Hargreaves was at the Alberta legislature on Thursday to take part in a rally on banning conversion therapy, as a 12-member panel of Albertans who were looking into the issue were wondering their fate if their group were defunded under the UCP government.
“It looked like there were between 150 to 200 people at the rally. I know there were five from Lethbridge and some from surrounding communities,” said Hargreaves, adding they talked to people who were shocked conversion therapy was still a thing in today’s day and age. “It’s 2019 and we just came upon the 50th anniversary of homosexuality being decriminalized in Canada. We are making progress as a country, but these things slip through the cracks where people just assume this isn’t happening. Being part of the LGBTQ+ community is no longer considered a mental illness and people just assume that it is common sense that these things (conversion therapy) shouldn’t exist.”
Hargreaves added some politicians are afraid of alienating some of their base to take a stance on conversion therapy, even though in some provinces and internationally, more and more people are banning the procedure.
“Phobias against the queer community is a very real thing and it has to be addressed. It’s a matter of educating people on the practice and its realities. Hopefully, people turn around and reach out to their politicians to get it banned,” said Hargreaves.

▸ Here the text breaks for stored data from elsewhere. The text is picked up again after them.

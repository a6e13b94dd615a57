use crate::error::GatewayError;
use crate::gateway::protocol::hash_secret;
use anyhow::{Context, Result};
use serde::Deserialize;
use std::time::Duration;
use wallet_relay_connector::config::ConnectorConfig;
use wallet_relay_logger::LogConfig;

/// Prefix of environment overrides, e.g. `WALLET_RELAY__GATEWAY__SECRET`.
const ENV_PREFIX: &str = "WALLET_RELAY";

/// The top-level configuration for the wallet relay application.
#[derive(Debug, Clone, Deserialize, Default)]
#[serde(rename_all = "kebab-case")]
pub struct RelayConfig {
    #[serde(default)]
    pub connector: ConnectorConfig,
    #[serde(default)]
    pub gateway: GatewaySettings,
}

/// Contains settings that are unique to the relay binary.
#[derive(Debug, Clone, Deserialize)]
#[serde(rename_all = "kebab-case", default)]
pub struct GatewaySettings {
    /// Directory of the sled database holding the scan cursor.
    pub db_path: String,
    pub ws: WsConfig,
    /// Shared secret clients prove knowledge of during the handshake.
    pub secret: String,
    /// Seconds an unauthenticated connection may stay open.
    pub auth_timeout_secs: u64,
    /// Frames queued per connection before broadcasts to it start failing.
    pub outbound_buffer: usize,
    /// Start the daemon again after it exits on its own.
    pub auto_restart: bool,
    pub restart_delay_secs: u64,
    pub log: LogConfig,
}

/// Websocket listener settings.
#[derive(Debug, Clone, Deserialize)]
#[serde(rename_all = "kebab-case", default)]
pub struct WsConfig {
    pub host: String,
    pub port: u16,
}

impl GatewaySettings {
    pub fn auth_timeout(&self) -> Duration {
        Duration::from_secs(self.auth_timeout_secs)
    }

    pub fn restart_delay(&self) -> Duration {
        Duration::from_secs(self.restart_delay_secs)
    }

    /// The hex digest of the configured secret.
    pub fn secret_hash(&self) -> Result<String, GatewayError> {
        if self.secret.is_empty() {
            return Err(GatewayError::MissingSecret);
        }
        Ok(hash_secret(&self.secret))
    }
}

impl Default for GatewaySettings {
    fn default() -> Self {
        Self {
            db_path: "./wallet_relay.db".to_string(),
            ws: WsConfig::default(),
            secret: String::new(),
            auth_timeout_secs: 10,
            outbound_buffer: 256,
            auto_restart: true,
            restart_delay_secs: 5,
            log: LogConfig::default(),
        }
    }
}

impl Default for WsConfig {
    fn default() -> Self {
        Self {
            host: "127.0.0.1".to_string(),
            port: 8071,
        }
    }
}

/// Loads the relay configuration from an optional TOML file plus environment
/// overrides.
///
/// Without a file, every value not set through the environment takes its
/// default.
pub fn load_config(path: Option<&str>) -> Result<RelayConfig> {
    let mut builder = config::Config::builder();
    if let Some(path) = path {
        builder = builder.add_source(config::File::with_name(path));
    }
    builder = builder.add_source(config::Environment::with_prefix(ENV_PREFIX).separator("__"));

    let source = path.unwrap_or("environment");
    let settings: RelayConfig = builder
        .build()
        .context(format!("Failed to build configuration from '{}'", source))?
        .try_deserialize()
        .context("Failed to deserialize configuration")?;

    Ok(settings)
}
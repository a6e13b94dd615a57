//! Process-wide `tracing` setup shared by the wallet relay binaries.

pub mod logging;

pub use logging::{init, LogConfig, LogFormat, LogOutput};
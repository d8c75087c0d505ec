use std::collections::BTreeSet;
use std::sync::Arc;

use kora::compiler::liveness::last_use_operands;
use kora::ir::{
    ConcatSpec, DType, ElementwiseBinaryOp, ElementwiseUnaryOp, Graph, Layout, OpKind,
    OperandInfo, Operation, Shape,
};

fn f32_info() -> OperandInfo {
    OperandInfo::new(DType::F32, Shape::new(vec![4]))
}

fn payload() -> Arc<[u8]> {
    Arc::from(vec![0u8; 16])
}

#[test]
fn intermediate_dies_at_its_final_consumer() {
    let mut graph = Graph::new(Layout::Nhwc);
    let a = graph.add_operand(f32_info());
    let b = graph.add_operand(f32_info());
    let c = graph.add_operand(f32_info());
    graph
        .push_operation(Operation::new(
            OpKind::ElementwiseUnary(ElementwiseUnaryOp::Relu),
            [a],
            [b],
        ))
        .unwrap();
    let neg = graph
        .push_operation(Operation::new(
            OpKind::ElementwiseUnary(ElementwiseUnaryOp::Neg),
            [b],
            [c],
        ))
        .unwrap();
    graph.add_input(a);
    graph.add_output(c);

    let order = graph.topological_order();
    let dying = last_use_operands(&graph, &order);

    // Only `b` dies, and it dies at the neg operation. Graph inputs and
    // outputs never appear.
    assert_eq!(dying.len(), 1);
    assert_eq!(dying.get(&neg), Some(&vec![b]));
}

#[test]
fn every_dying_operand_appears_exactly_once() {
    let mut graph = Graph::new(Layout::Nhwc);
    let a = graph.add_operand(f32_info());
    let left = graph.add_operand(f32_info());
    let right = graph.add_operand(f32_info());
    let out = graph.add_operand(OperandInfo::new(DType::F32, Shape::new(vec![8])));
    graph
        .push_operation(Operation::new(
            OpKind::ElementwiseUnary(ElementwiseUnaryOp::Relu),
            [a],
            [left],
        ))
        .unwrap();
    graph
        .push_operation(Operation::new(
            OpKind::ElementwiseUnary(ElementwiseUnaryOp::Neg),
            [a],
            [right],
        ))
        .unwrap();
    let concat = graph
        .push_operation(Operation::new(
            OpKind::Concat(ConcatSpec { axis: 0 }),
            [left, right],
            [out],
        ))
        .unwrap();
    graph.add_input(a);
    graph.add_output(out);

    let order = graph.topological_order();
    let dying = last_use_operands(&graph, &order);

    let all: Vec<_> = dying.values().flatten().copied().collect();
    let distinct: BTreeSet<_> = all.iter().copied().collect();
    assert_eq!(all.len(), distinct.len(), "an operand died twice");

    // Both branch results die at the concat, their single consumer.
    let at_concat = dying.get(&concat).cloned().unwrap_or_default();
    assert!(at_concat.contains(&left));
    assert!(at_concat.contains(&right));
}

#[test]
fn constants_and_variables_never_die() {
    let mut graph = Graph::new(Layout::Nhwc);
    let a = graph.add_operand(f32_info());
    let k = graph.add_constant(f32_info(), payload());
    let v = graph.add_operand(f32_info().variable());
    let b = graph.add_operand(f32_info());
    let c = graph.add_operand(f32_info());
    graph
        .push_operation(Operation::new(
            OpKind::ElementwiseBinary(ElementwiseBinaryOp::Add),
            [a, k],
            [b],
        ))
        .unwrap();
    graph
        .push_operation(Operation::new(
            OpKind::ElementwiseBinary(ElementwiseBinaryOp::Mul),
            [b, v],
            [c],
        ))
        .unwrap();
    graph.add_input(a);
    graph.add_output(c);

    let order = graph.topological_order();
    let dying = last_use_operands(&graph, &order);

    let all: Vec<_> = dying.values().flatten().copied().collect();
    assert!(!all.contains(&k), "constant was scheduled for deallocation");
    assert!(!all.contains(&v), "variable was scheduled for deallocation");
    assert!(all.contains(&b));
}

#[test]
fn operand_read_twice_by_one_operation_dies_once() {
    let mut graph = Graph::new(Layout::Nhwc);
    let a = graph.add_operand(f32_info());
    let b = graph.add_operand(f32_info());
    let c = graph.add_operand(f32_info());
    graph
        .push_operation(Operation::new(
            OpKind::ElementwiseUnary(ElementwiseUnaryOp::Relu),
            [a],
            [b],
        ))
        .unwrap();
    let square = graph
        .push_operation(Operation::new(
            OpKind::ElementwiseBinary(ElementwiseBinaryOp::Mul),
            [b, b],
            [c],
        ))
        .unwrap();
    graph.add_input(a);
    graph.add_output(c);

    let order = graph.topological_order();
    let dying = last_use_operands(&graph, &order);
    assert_eq!(dying.get(&square), Some(&vec![b]));
}
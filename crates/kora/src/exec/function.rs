use std::sync::Arc;

use crate::backend::BackendConfig;
use crate::error::ExecResult;
use crate::tensor::Tensor;

/// One callable unit of an operation's materialized code.
pub trait Function: Send {
    fn run(&mut self) -> ExecResult<()>;
}

/// Ordered list of callable units materializing one operation.
#[derive(Default)]
pub struct FunctionSequence {
    functions: Vec<Box<dyn Function>>,
}

impl FunctionSequence {
    pub fn new() -> Self {
        Self::default()
    }

    pub fn from_function(function: Box<dyn Function>) -> Self {
        Self {
            functions: vec![function],
        }
    }

    pub fn append(&mut self, function: Box<dyn Function>) {
        self.functions.push(function);
    }

    pub fn is_empty(&self) -> bool {
        self.functions.is_empty()
    }

    pub fn len(&self) -> usize {
        self.functions.len()
    }

    pub fn run(&mut self) -> ExecResult<()> {
        for function in &mut self.functions {
            function.run()?;
        }
        Ok(())
    }

    /// Replaces the sequence with a single `SyncFunction` wrapping it, so a
    /// backend barrier completes before control returns from the operation.
    pub fn wrap_sync(&mut self, config: Arc<dyn BackendConfig>) {
        let inner = std::mem::take(self);
        self.functions.push(Box::new(SyncFunction { inner, config }));
    }
}

/// Runs the wrapped sequence, then waits on the backend's device barrier.
/// Profiling timestamps taken after this bracket the device work.
pub struct SyncFunction {
    inner: FunctionSequence,
    config: Arc<dyn BackendConfig>,
}

impl Function for SyncFunction {
    fn run(&mut self) -> ExecResult<()> {
        self.inner.run()?;
        self.config.sync();
        Ok(())
    }
}

/// Releases dynamic tensor buffers after the final use of each listed
/// tensor. Static buffers live for the executor's lifetime and are skipped.
pub struct DeallocFunction {
    dealloc_list: Vec<Arc<dyn Tensor>>,
}

impl DeallocFunction {
    pub fn new(dealloc_list: Vec<Arc<dyn Tensor>>) -> Self {
        Self { dealloc_list }
    }
}

impl Function for DeallocFunction {
    fn run(&mut self) -> ExecResult<()> {
        for tensor in &self.dealloc_list {
            if !tensor.is_dynamic() {
                continue;
            }
            tensor.buffer().release();
        }
        Ok(())
    }
}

Former health minister Sarah Hoffman, under previous NDP rule, earlier this year created a citizen committee to recommend how a ban on “conversion” of under-age Albertans could be implemented. The group includes an Anglican archdeacon, a theologian, the executive director of the Edmonton Pride Centre and a self-identified “survivor of conversion therapy.” Its co-chairs are Glynniss Lieg from the Institute of Sexual Minority Studies at the University of Alberta and NDP MLA Nicole Goehring from Edmonton. Goehring had offered to step down in favour of a UCP representative to help lead.
Hargreaves’ advocacy group was joined by the Lethbridge Public Interest Research Group and other advocacy groups from Edmonton and Calgary.
The advocacy group were met with a result they did not want to hear on Friday as the provincial UCP government officially defunded the group.
“MLA Goehring indicated that the group will continue to meet and submit their recommendations to the Ministry of Health once that is completed. I do hope the ministry takes the recommendations seriously,” said Hargreaves. “But from their track record in funding the group and bringing things into question like GSAs, I don’t know how much hope Albertans can have in taking the issue seriously. We have been fighting to ban conversion therapy for two years now, canceling the working group is just another roadblock and gives us a greater sense of urgency to put restrictions on it federally. We are asking every Albertan and in fact every Canadian to reach out to their senator, their MP, their prime minister.”